• **YOUR GOAL**: Whenever a line below mentions the word "example", that line should be copied.
■ ■ ■ ■ ■ ■ ■
//! Dock of social and contact links.
//!
//! The dock is a fixed row of buttons. Most are bound to a navigation side
//! effect (an external URL or a `mailto:` link); the terminal button only
//! shows its tooltip. Every button owns a binary hover flag. Navigation is
//! left to the browser.

use std::collections::BTreeMap;

use serde::{Deserialize, Serialize};
use url::Url;

/// Icon identifier; also the key of the item's hover flag.
#[derive(Debug, Clone, Copy, PartialEq, Eq, PartialOrd, Ord, Hash, Serialize, Deserialize)]
#[serde(rename_all = "lowercase")]
pub enum DockIcon {
    /// Source code hosting profile.
    Github,
    /// Messaging deep link.
    Whatsapp,
    /// Photo profile.
    Instagram,
    /// Scheduling service.
    Calendar,
    /// Email.
    Mail,
    /// Terminal, pointing at the chat widget.
    Terminal,
}

impl DockIcon {
    /// Stable identifier used in markup and client state.
    #[must_use]
    pub fn id(self) -> &'static str {
        match self {
            Self::Github => "github",
            Self::Whatsapp => "whatsapp",
            Self::Instagram => "instagram",
            Self::Calendar => "calendar",
            Self::Mail => "mail",
            Self::Terminal => "terminal",
        }
    }
}

/// What happens when a dock button is clicked.
#[derive(Debug, Clone, PartialEq, Eq, Serialize, Deserialize)]
#[serde(tag = "kind", rename_all = "snake_case")]
pub enum DockAction {
    /// Open an external page.
    OpenUrl {
        /// Destination.
        url: Url,
    },
    /// Open the visitor's mail client.
    Mailto {
        /// Recipient address.
        address: String,
    },
    /// Hover-only button: shows its tooltip, clicking does nothing.
    None,
}

impl DockAction {
    /// Link target for the button, `None` for the inert action.
    #[must_use]
    pub fn href(&self) -> Option<String> {
        match self {
            Self::OpenUrl { url } => Some(url.to_string()),
            Self::Mailto { address } => Some(format!("mailto:{address}")),
            Self::None => None,
        }
    }

    /// External pages open in a new tab; mail links stay in place.
    #[must_use]
    pub fn opens_new_tab(&self) -> bool {
        matches!(self, Self::OpenUrl { .. })
    }
}

/// One button in the dock.
#[derive(Debug, Clone, PartialEq, Eq, Serialize, Deserialize)]
pub struct DockItem {
    /// Icon, doubling as the hover key.
    pub icon: DockIcon,
    /// Tooltip text.
    pub label: String,
    /// Click behavior.
    pub action: DockAction,
}

impl DockItem {
    fn link(icon: DockIcon, label: &str, url: &str) -> Option<Self> {
        Some(Self {
            icon,
            label: label.to_string(),
            action: DockAction::OpenUrl {
                url: Url::parse(url).ok()?,
            },
        })
    }
}

/// Ordered set of dock buttons.
#[derive(Debug, Clone, PartialEq, Eq)]
pub struct Dock {
    items: Vec<DockItem>,
}

impl Dock {
    /// Create a dock from items, in display order.
    #[must_use]
    pub fn new(items: Vec<DockItem>) -> Self {
        Self { items }
    }

    /// Stock set of contact links.
    #[must_use]
    pub fn default_items() -> Vec<DockItem> {
        let mut items: Vec<DockItem> = [
            (DockIcon::Github, "GitHub", "https://github.com/"),
            (DockIcon::Whatsapp, "WhatsApp", "https://wa.me/"),
            (DockIcon::Instagram, "Instagram", "https://www.instagram.com/"),
            (DockIcon::Calendar, "Book a call", "https://calendly.com/"),
        ]
        .into_iter()
        .filter_map(|(icon, label, url)| DockItem::link(icon, label, url))
        .collect();

        items.push(DockItem {
            icon: DockIcon::Mail,
            label: "Email".to_string(),
            action: DockAction::Mailto {
                address: "hello@example.com".to_string(),
            },
        });
        items.push(DockItem {
            icon: DockIcon::Terminal,
            label: "Terminal".to_string(),
            action: DockAction::None,
        });
        items
    }

    /// Buttons in display order.
    #[must_use]
    pub fn items(&self) -> &[DockItem] {
        &self.items
    }

    /// Hover state with every flag cleared.
    #[must_use]
    pub fn hover_state(&self) -> HoverState {
        HoverState::new(self.items.iter().map(|item| item.icon))
    }
}

impl Default for Dock {
    fn default() -> Self {
        Self::new(Self::default_items())
    }
}

/// Per-icon hover flags.
///
/// Pointer-enter sets an icon's flag, pointer-leave clears it. Flags are
/// independent and never persisted; the browser keeps the live copy, seeded
/// from [`to_alpine_data`](Self::to_alpine_data).
#[derive(Debug, Clone, Default, PartialEq, Eq, Serialize)]
pub struct HoverState {
    hovered: BTreeMap<DockIcon, bool>,
}

impl HoverState {
    /// Create cleared flags for `icons`.
    pub fn new(icons: impl IntoIterator<Item = DockIcon>) -> Self {
        Self {
            hovered: icons.into_iter().map(|icon| (icon, false)).collect(),
        }
    }

    /// Pointer entered `icon`.
    pub fn enter(&mut self, icon: DockIcon) {
        self.hovered.insert(icon, true);
    }

    /// Pointer left `icon`.
    pub fn leave(&mut self, icon: DockIcon) {
        self.hovered.insert(icon, false);
    }

    /// Whether `icon`'s tooltip is showing.
    #[must_use]
    pub fn is_hovered(&self, icon: DockIcon) -> bool {
        self.hovered.get(&icon).copied().unwrap_or(false)
    }

    /// Alpine `x-data` object holding the flags, e.g. `{"hovered":{"github":false}}`.
    #[must_use]
    pub fn to_alpine_data(&self) -> String {
        serde_json::to_string(self).unwrap_or_else(|_| r#"{"hovered":{}}"#.to_string())
    }
}

#[cfg(test)]
mod tests {
    use super::*;

    #[test]
    fn test_default_dock_has_every_link() {
        let dock = Dock::default();
        let icons: Vec<_> = dock.items().iter().map(|i| i.icon).collect();
        assert_eq!(
            icons,
            vec![
                DockIcon::Github,
                DockIcon::Whatsapp,
                DockIcon::Instagram,
                DockIcon::Calendar,
                DockIcon::Mail,
                DockIcon::Terminal
            ]
        );
    }

    #[test]
    fn test_action_hrefs() {
        let mail = DockAction::Mailto {
            address: "me@example.com".into(),
        };
        assert_eq!(mail.href().as_deref(), Some("mailto:me@example.com"));
        assert!(!mail.opens_new_tab());

        let url = DockAction::OpenUrl {
            url: Url::parse("https://github.com/someone").unwrap(),
        };
        assert_eq!(url.href().as_deref(), Some("https://github.com/someone"));
        assert!(url.opens_new_tab());

        assert_eq!(DockAction::None.href(), None);
        assert!(!DockAction::None.opens_new_tab());
    }

    #[test]
    fn test_hover_flags_are_independent() {
        let mut hover = Dock::default().hover_state();

        hover.enter(DockIcon::Github);
        hover.enter(DockIcon::Mail);
        hover.leave(DockIcon::Mail);

        assert!(hover.is_hovered(DockIcon::Github));
        assert!(!hover.is_hovered(DockIcon::Mail));
        assert!(!hover.is_hovered(DockIcon::Instagram));
    }

    #[test]
    fn test_alpine_data_shape() {
        let mut hover = HoverState::new([DockIcon::Github, DockIcon::Mail]);
        hover.enter(DockIcon::Mail);

        assert_eq!(
            hover.to_alpine_data(),
            r#"{"hovered":{"github":false,"mail":true}}"#
        );
    }

    #[test]
    fn test_items_deserialize_from_config_shape() {
        let item: DockItem = serde_json::from_value(serde_json::json!({
            "icon": "mail",
            "label": "Email",
            "action": { "kind": "mailto", "address": "a@b.c" }
        }))
        .unwrap();
        assert_eq!(item.action.href().as_deref(), Some("mailto:a@b.c"));

        let terminal: DockItem = serde_json::from_value(serde_json::json!({
            "icon": "terminal",
            "label": "Terminal",
            "action": { "kind": "none" }
        }))
        .unwrap();
        assert_eq!(terminal.action, DockAction::None);
    }
}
■ ■ ■ ■ ■ ■ ■
• **REPLY TO THE TASK**:
                address: "hello@example.com".to_string(),
            address: "me@example.com".into(),
        assert_eq!(mail.href().as_deref(), Some("mailto:me@example.com"));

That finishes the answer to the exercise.